Loos v. McCormack

Bischoff, J.

The action is upon a guaranty of payment and collection of an assigned bond and mortgage for $5,000, expressed in the following terms: I do hereby guarantee unto said John H. Loos the payment and collection of the said bond and mortgage and of the interest due and to grow due thereon, at the time and in the manner therein mentioned, and I do promise to pay the same at maturity thereof.”

The complaint alleges two extensions of the time of payment, with the defendant’s consent, and sets forth nonpayment at the expiration of the period of payment, as last extended.

Pour separate defenses are pleaded, to which the plaintiff demurs for insufficiency. The first separate defense alleges that the guaranty was, by its terms, a guaranty of collection, not of payment, and that the plaintiff, having taken no steps to collect from the original obligor, cannot charge the defendant. As to this, it may be said that any doubt as to the meaning of the words “ payment and collection,” as used in this guaranty, is resolved by the final clause “ and I do promise 'to pay the same at maturity thereof.” To give exclusive effect to the word collection ” would be to give no effect whatever to the word “ payment,” and would require that the express promise to pay at maturity, upon the part of the guarantor, be wholly disregarded. The only possible meaning of this covenant is that the guaranty relates *146to payment, not merely to collection, and gives the holder an election to proceed in the first instance, either against the principal or against the guarantor. Tuton v. Thayer, 47 How. Pr. 180. The first defense, therefore, proceeds upon an erroneous construction of the agreement and is insufficient.

For a second separate defense it is alleged that in an action brought by this plaintiff to foreclose the mortgage, the plaintiff released his claim against the original obligor to the extent of $500, but refused to make the same concession to the defendant, and thereby so modified the relations existing between himself and the obligor as to release the guarantor. A partial release, such as this, only operates to release the guarantor pro tanto, since, being made after maturity, it affects no obligation as to which the contract of guaranty was executory when the so-called “ change ” occurred (see Kingsbury v. Westfall, 61 N. Y. 356), and the release enures to the benefit of the guarantor only to the extent to which the claim was thus reduced, as upon a partial payment. FTot being designated as a partial defense (Code Civ. Pro., § 508) the matter must be tested as though pleaded for the purposes of a complete defense (Thompson v. Halbert, 109 N. Y. 329), and, so tested, this second defense is properly open to demurrer.

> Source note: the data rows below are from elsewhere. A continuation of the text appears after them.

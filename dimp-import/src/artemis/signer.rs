//! Artemis request signing
//!
//! The gateway authenticates each call with an HMAC-SHA256 over a canonical
//! string built from the method, the `Accept` and `Content-Type` headers,
//! the signed `x-ca-key` header and the request path:
//!
//! ```text
//! POST
//! application/json, text/plain, */*
//! application/json
//! x-ca-key:<app key>
//! /artemis/api/resource/v1/person/single/add
//! ```
//!
//! The digest is sent base64-encoded in `x-ca-signature`.

use base64::{engine::general_purpose::STANDARD, Engine as _};
use hmac::{Hmac, Mac};
use sha2::Sha256;

use super::ArtemisError;

/// `Accept` header value, part of the signed string
pub const ACCEPT: &str = "application/json, text/plain, */*";

/// `Content-Type` used for every call
pub const CONTENT_TYPE_JSON: &str = "application/json";

type HmacSha256 = Hmac<Sha256>;

/// Computes `x-ca-signature` values for one app key/secret pair
#[derive(Clone)]
pub struct Signer {
    app_key: String,
    mac: HmacSha256,
}

impl Signer {
    pub fn new(app_key: impl Into<String>, app_secret: &str) -> Result<Self, ArtemisError> {
        let mac = HmacSha256::new_from_slice(app_secret.as_bytes())
            .map_err(|e| ArtemisError::Transport(format!("Invalid signing secret: {}", e)))?;

        Ok(Self {
            app_key: app_key.into(),
            mac,
        })
    }

    pub fn app_key(&self) -> &str {
        &self.app_key
    }

    /// Canonical string covered by the signature
    pub fn string_to_sign(&self, method: &str, content_type: &str, path: &str) -> String {
        format!(
            "{}\n{}\n{}\nx-ca-key:{}\n{}",
            method, ACCEPT, content_type, self.app_key, path
        )
    }

    /// Base64 HMAC-SHA256 of the canonical string
    pub fn sign(&self, method: &str, content_type: &str, path: &str) -> String {
        let mut mac = self.mac.clone();
        mac.update(self.string_to_sign(method, content_type, path).as_bytes());
        STANDARD.encode(mac.finalize().into_bytes())
    }
}

impl std::fmt::Debug for Signer {
    fn fmt(&self, f: &mut std::fmt::Formatter<'_>) -> std::fmt::Result {
        f.debug_struct("Signer")
            .field("app_key", &self.app_key)
            .finish_non_exhaustive()
    }
}
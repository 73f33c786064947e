//! Mock Artemis gateway
//!
//! Axum server on an ephemeral port that records every request and answers
//! with canned envelopes keyed by path. Unknown paths get a 404 with a plain
//! text body, which the client must treat as a transport error.

use axum::body::Bytes;
use axum::extract::State;
use axum::http::{HeaderMap, Method, StatusCode, Uri};
use axum::Router;
use serde_json::Value;
use std::collections::HashMap;
use std::sync::{Arc, Mutex};

/// Request as seen by the mock
#[derive(Debug, Clone)]
pub struct CapturedRequest {
    pub method: String,
    pub path: String,
    pub headers: HashMap<String, String>,
    pub body: Vec<u8>,
}

impl CapturedRequest {
    pub fn header(&self, name: &str) -> Option<&str> {
        self.headers.get(name).map(String::as_str)
    }

    pub fn json(&self) -> Value {
        serde_json::from_slice(&self.body).expect("request body is not JSON")
    }
}

#[derive(Clone, Default)]
struct MockState {
    responses: Arc<HashMap<String, (StatusCode, String)>>,
    captured: Arc<Mutex<Vec<CapturedRequest>>>,
}

/// Canned responses, configured before spawning
#[derive(Default)]
pub struct MockArtemis {
    responses: HashMap<String, (StatusCode, String)>,
}

impl MockArtemis {
    pub fn new() -> Self {
        Self::default()
    }

    /// Answer `path` with `status` and a JSON body
    pub fn respond_json(self, path: &str, status: StatusCode, body: Value) -> Self {
        self.respond_raw(path, status, body.to_string())
    }

    pub fn respond_raw(mut self, path: &str, status: StatusCode, body: impl Into<String>) -> Self {
        self.responses.insert(path.to_string(), (status, body.into()));
        self
    }

    /// Start serving; returns the base URL and the request log
    pub async fn spawn(self) -> (String, Arc<Mutex<Vec<CapturedRequest>>>) {
        let state = MockState {
            responses: Arc::new(self.responses),
            captured: Arc::new(Mutex::new(Vec::new())),
        };
        let captured = state.captured.clone();

        let app = Router::new().fallback(handle).with_state(state);

        let listener = tokio::net::TcpListener::bind("127.0.0.1:0")
            .await
            .expect("Failed to bind mock Artemis listener");
        let addr = listener.local_addr().expect("listener has no local address");

        tokio::spawn(async move {
            axum::serve(listener, app).await.expect("mock Artemis server failed");
        });

        (format!("http://{}", addr), captured)
    }
}

async fn handle(
    State(state): State<MockState>,
    method: Method,
    uri: Uri,
    headers: HeaderMap,
    body: Bytes,
) -> (StatusCode, String) {
    let path = uri.path().to_string();

    state.captured.lock().unwrap().push(CapturedRequest {
        method: method.to_string(),
        path: path.clone(),
        headers: headers
            .iter()
            .map(|(name, value)| {
                (
                    name.as_str().to_string(),
                    value.to_str().unwrap_or_default().to_string(),
                )
            })
            .collect(),
        body: body.to_vec(),
    });

    state
        .responses
        .get(&path)
        .cloned()
        .unwrap_or((StatusCode::NOT_FOUND, "not found".to_string()))
}

/// Shorthand: mock answering both importer endpoints successfully
pub async fn spawn_mock_artemis(person_id: &str) -> (String, Arc<Mutex<Vec<CapturedRequest>>>) {
    use dimp_import::artemis::client::{FACE_ADD_PATH, PERSON_ADD_PATH};

    MockArtemis::new()
        .respond_json(
            PERSON_ADD_PATH,
            StatusCode::OK,
            serde_json::json!({"code": "0", "msg": "Success", "data": person_id}),
        )
        .respond_json(
            FACE_ADD_PATH,
            StatusCode::OK,
            serde_json::json!({"code": "0", "msg": "Success", "data": {"faceIndexCode": "f-1"}}),
        )
        .spawn()
        .await
}
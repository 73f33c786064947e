//! Local store access for dimp-import
//!
//! The importer writes two tables: `tdetenido` (one row per person) and
//! `tdetalledetencion` (one detention event referencing that person).

pub mod detainees;
pub mod detention_details;

pub use detainees::insert_detainee;
pub use detention_details::insert_detention_detail;

use dimp_common::Result;
use sqlx::sqlite::{SqliteConnectOptions, SqlitePoolOptions};
use sqlx::SqlitePool;
use std::str::FromStr;

/// Initialize database connection pool
///
/// Foreign keys are enforced on every connection; the detention detail
/// insert relies on it to reject unknown detainee ids.
pub async fn init_database_pool(database_url: &str) -> Result<SqlitePool> {
    tracing::debug!("Connecting to database: {}", database_url);

    let options = SqliteConnectOptions::from_str(database_url)?
        .create_if_missing(true)
        .foreign_keys(true);

    // Records are processed one at a time; a single long-lived connection
    // also keeps `sqlite::memory:` databases alive for the whole run.
    let pool = SqlitePoolOptions::new()
        .max_connections(1)
        .idle_timeout(None)
        .max_lifetime(None)
        .connect_with(options)
        .await?;

    init_tables(&pool).await?;

    Ok(pool)
}

/// Create the importer tables if they don't exist
///
/// Bootstrap only: existing tables are left untouched.
pub async fn init_tables(pool: &SqlitePool) -> Result<()> {
    sqlx::query(
        r#"
        CREATE TABLE IF NOT EXISTS tdetenido (
            iiddetenido INTEGER PRIMARY KEY AUTOINCREMENT,
            snombre TEXT NOT NULL,
            sapellidopaterno TEXT NOT NULL,
            sapellidomaterno TEXT NOT NULL DEFAULT '',
            snombrenormalizado TEXT NOT NULL DEFAULT '',
            irepeticiones INTEGER NOT NULL DEFAULT 0,
            salias TEXT NOT NULL DEFAULT '',
            ssexo TEXT NOT NULL DEFAULT 'M',
            dtfecha TEXT NOT NULL
        )
        "#,
    )
    .execute(pool)
    .await?;

    sqlx::query(
        r#"
        CREATE TABLE IF NOT EXISTS tdetalledetencion (
            iiddetalledetencion INTEGER PRIMARY KEY AUTOINCREMENT,
            iiddetenido INTEGER NOT NULL REFERENCES tdetenido(iiddetenido),
            sremision TEXT NOT NULL,
            dtfecha TEXT NOT NULL,
            shora TEXT NOT NULL DEFAULT '',
            stipoevento TEXT NOT NULL DEFAULT '',
            sfundamento TEXT NOT NULL DEFAULT '',
            sconsistente TEXT NOT NULL DEFAULT '',
            saliasdetencion TEXT NOT NULL DEFAULT '',
            iedad INTEGER NOT NULL DEFAULT 0,
            sgradoestudio TEXT NOT NULL DEFAULT '',
            socupacion TEXT NOT NULL DEFAULT '',
            scalle TEXT NOT NULL DEFAULT '',
            scolonia TEXT NOT NULL DEFAULT '',
            sciudad_municipio TEXT NOT NULL DEFAULT ''
        )
        "#,
    )
    .execute(pool)
    .await?;

    tracing::info!("Database tables initialized (tdetenido, tdetalledetencion)");

    Ok(())
}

The third and fourth defenses are founded upon the allegation that the plaintiff, when obtaining the defendant’s consent to the two extensions of payment referred to in the complaint,' refrained from disclosing the fact that he had exacted from the principal debtor the sum of $300 in addition to the payment of interest at six per cent., it being further alleged that the extension thus obtained was void for usury, and that the plaintiff “ fraudulently and wrongfully ” concealed the facts from the defendant for the purpose of inducing his consent to the extension.

So far as usury is sought to be pleaded in this connection, the defense is not available to the guarantor (2 Brandt Surety. & Guar., § 417), and;, upon the question of fraud, the mere characterization of the plaintiff’s silence as fraudulent ” does not suffice unless the facts pleaded disclose some duty upon his part to speak, in order that the court may *147draw the inference of fraud. N. Y. & M. V. Transportation Co. v. Tryoler, 25 App. Div. 161; Cohn v. Goldman, 76 N. Y. 284. To infer fraud from silence, the court must find that there was some duty of disclosure (Paul v. Hadley, 23 Barb. 542), but, upon the facts alleged in the defenses now considered, there was m> duty resting upon the plaintiff to inform the defendant of the payment exacted from the principal at the time of the extensions.

The only suggested ground of necessity for a disclosure of these facts to the guarantor is that, had he known of the payment, he might have believed that the security for the guaranteed debt was insufficient and have withheld his consent to the extension, but the question of the financial condition of the principal debtor is a matter about which the guarantor is presumed to keep himself advised, and the creditor is under no duty to communicate his knowledge of facts which affect that question; nor is he to explain to the surety the meaning or effect of his engagement to answer for the principal debt. 2 Brandt Surety. & Guar., § 419; Western N. Y. L. Ins. Co. v. Clinton, 66 N. Y. 326.

As was said in the case last cited, “ It is the duty of the sureties to look out for themselves and ascertain the nature of the obligation embraced in the undertaking, and any other rule would not only work serious inconvenience, but render securities of this character of but little, if of any, value.”

The plaintiff’s mere silence, under these circumstances, was not fraud, nor was it violative of any contractual engagement with the defendant, to be implied from the relations of the parties as creditor and- guarantor; hence no sufficient ground of defense is disclosed by the allegations of the third and fourth separate defenses.

Demurrer sustained, with costs, with leave to defendant to amend within twenty days upon payment of costs.